REPUBLIKA.CO.ID,JAKARTA -- Guru Besar Hukum Internasional dari Universitas Indonesia Hikmahanto Juwana mengatakan pemerintah Indonesia perlu memiliki protokol tetap sebagai bentuk kesiapsiagaan mengantisipasi peristiwa penyanderaan di perbatasan dengan negara lain, seperti terjadi di wilayah Papua Nugini baru-baru ini.
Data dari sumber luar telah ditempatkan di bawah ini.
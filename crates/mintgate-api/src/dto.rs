//! Data Transfer Objects for API requests and responses

use mintgate_core::format_eth;
use nft_drop::{CollectionInfo, MintPhase};
use serde::{Deserialize, Serialize};

/// Health check response
#[derive(Debug, Clone, Serialize, Deserialize)]
pub struct HealthResponse {
    pub status: String,
    pub version: String,
}

impl Default for HealthResponse {
    fn default() -> Self {
        Self {
            status: "ok".to_string(),
            version: env!("CARGO_PKG_VERSION").to_string(),
        }
    }
}

/// Contract status response
#[derive(Debug, Clone, Serialize, Deserialize)]
pub struct ContractStatusResponse {
    pub reachable: bool,
    pub contract: String,
    pub network: String,
    pub chain_id: Option<u64>,
    pub tier: String,
    pub has_mint_surface: bool,
    pub has_presale_price: bool,
    pub has_pause_flag: bool,
    pub has_wallet_cap: bool,
    pub has_allowlist: bool,
}

/// Collection overview response
#[derive(Debug, Clone, Serialize, Deserialize)]
pub struct CollectionResponse {
    pub name: String,
    pub symbol: String,
    pub description: String,
    pub image: Option<String>,
    pub total_supply: u64,
    pub max_supply: u64,
    pub remaining: u64,
    /// Price per token in wei, as a decimal string
    pub price_wei: String,
    /// Human-readable price (e.g., "0.0125 ETH")
    pub price_display: String,
    pub public_sale_active: bool,
    pub minted_pct: f64,
}

impl From<CollectionInfo> for CollectionResponse {
    fn from(info: CollectionInfo) -> Self {
        Self {
            name: info.name,
            symbol: info.symbol,
            description: info.description,
            image: info.image,
            total_supply: info.total_supply,
            max_supply: info.max_supply,
            remaining: info.remaining,
            price_wei: info.price_wei.to_string(),
            price_display: format_eth(info.price_wei),
            public_sale_active: info.public_sale_active,
            minted_pct: info.minted_pct,
        }
    }
}

/// Mint preview request
#[derive(Debug, Clone, Serialize, Deserialize)]
pub struct MintPreviewRequest {
    pub quantity: u64,
}

/// Mint preview response
#[derive(Debug, Clone, Serialize, Deserialize)]
pub struct MintPreviewResponse {
    pub can_execute: bool,
    pub uses_presale: bool,
    /// Price per token in wei, as a decimal string
    pub price_per_unit_wei: String,
    /// Total value to send in wei, as a decimal string
    pub total_wei: String,
    pub error_code: Option<String>,
    pub error: Option<String>,
}

impl MintPreviewResponse {
    /// A preview that cannot execute, with the denial attached.
    pub fn denied(code: impl Into<String>, message: impl Into<String>) -> Self {
        Self {
            can_execute: false,
            uses_presale: false,
            price_per_unit_wei: "0".to_string(),
            total_wei: "0".to_string(),
            error_code: Some(code.into()),
            error: Some(message.into()),
        }
    }
}

/// Mint submission request
#[derive(Debug, Clone, Serialize, Deserialize)]
pub struct MintRequest {
    pub quantity: u64,
}

/// Session status response
#[derive(Debug, Clone, Serialize, Deserialize)]
pub struct SessionResponse {
    /// "idle" | "submitting" | "confirmed" | "failed"
    pub phase: String,
    pub tx_hash: Option<String>,
    pub error_code: Option<String>,
    pub error: Option<String>,
}

impl From<MintPhase> for SessionResponse {
    fn from(phase: MintPhase) -> Self {
        let name = phase.name().to_string();
        match phase {
            MintPhase::Idle | MintPhase::Submitting => Self {
                phase: name,
                tx_hash: None,
                error_code: None,
                error: None,
            },
            MintPhase::Confirmed { tx_hash } => Self {
                phase: name,
                tx_hash: Some(tx_hash.to_string()),
                error_code: None,
                error: None,
            },
            MintPhase::Failed { code, message } => Self {
                phase: name,
                tx_hash: None,
                error_code: Some(code),
                error: Some(message),
            },
        }
    }
}

/// Generic API error response
#[derive(Debug, Clone, Serialize, Deserialize)]
pub struct ApiError {
    pub code: String,
    pub message: String,
}

impl ApiError {
    pub fn new(code: impl Into<String>, message: impl Into<String>) -> Self {
        Self {
            code: code.into(),
            message: message.into(),
        }
    }

    pub fn internal(message: impl Into<String>) -> Self {
        Self::new("internal_error", message)
    }

    pub fn bad_request(message: impl Into<String>) -> Self {
        Self::new("bad_request", message)
    }
}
"Pemerintah harus membuat protokol untuk menangani masalah seperti ini (penyanderaan). Sebab pergerakan masyarakat di perbatasan lebih bebas, bisa keluar masuk antarnegara dan itu dilindungi oleh resolusi Perserikatan Bangsa-Bangsa," ujar Hikmahanto di Jakarta, Jumat.
Jadi, ia melanjutkan, melarang pergerakan manusia di kawasan perbatasan sama saja dengan melanggar keputusan PBB
Peraturan ini pula yang bisa dimanfaatkan kelompok bersenjata untuk beraktivitas antarnegara. Karena itu, yang bisa dilakukan pemerintah Indonesia saat ini adalah terus meningkatkan kewaspadaan dan kesiapsiagaan jika peristiwa penawanan WNI terjadi di tapal batas.
Apalagi, lanjut dia, beberapa tempat seperti daerah perbatasan antara Papua dan Papua Nugini sangat luas.
"Tidak mungkin TNI bisa menjaga di tiap-tiap tempat," kata pria yang menamatkan pendidikan doktoralnya di University of Nottingham, Inggris ini.
Terkait penyanderaan dua WNI di Papua Nugini, Hikmahanto sendiri menganggap apa yang dilakukan oleh pemerintah Indonesia sudah benar dan sesuai jalur.
Pemerintah bertindak benar dengan menyerahkan semua tindakan terkait pembebasan sandera kepada pemerintah PNG sebagai bentuk penghormatan terhadap kedaulatan negara lain. "Tapi kalau diminta masuk, Indonesia harus siap," tutur Hikmahanto.
Sebelumnya, di wilayah perbatasan Indonesia-PNG pula, pada Rabu (9/9) terjadi penyanderaan dua warga negara Indonesia, Sudirman (28 tahun) dan Badar (30).
Pada hari ini, Jumat (18/9), kedua WNI tersebut berhasil dibebaskan oleh Tentara Papua Nugini ("Papua New Guinea Defence Force").
Ada pun saat diculik, mereka sedang mencari kayu di Skopro, Distrik Arso Timur, Kabupaten Kerom, Provinsi Papua, yang ditempuh selama tiga jam berjalan kaki dari Kampung Skoutio, Provinsi Sandaun, Papua Nugini, tempat mereka ditahan oleh kelompok bersenjata.
Menurut Pangdam XVII/Cenderawasih Mayjen TNI Hinsa Siburian, kelompok tersebut beroperasi di bawah pimpinan seseorang berinisial JP.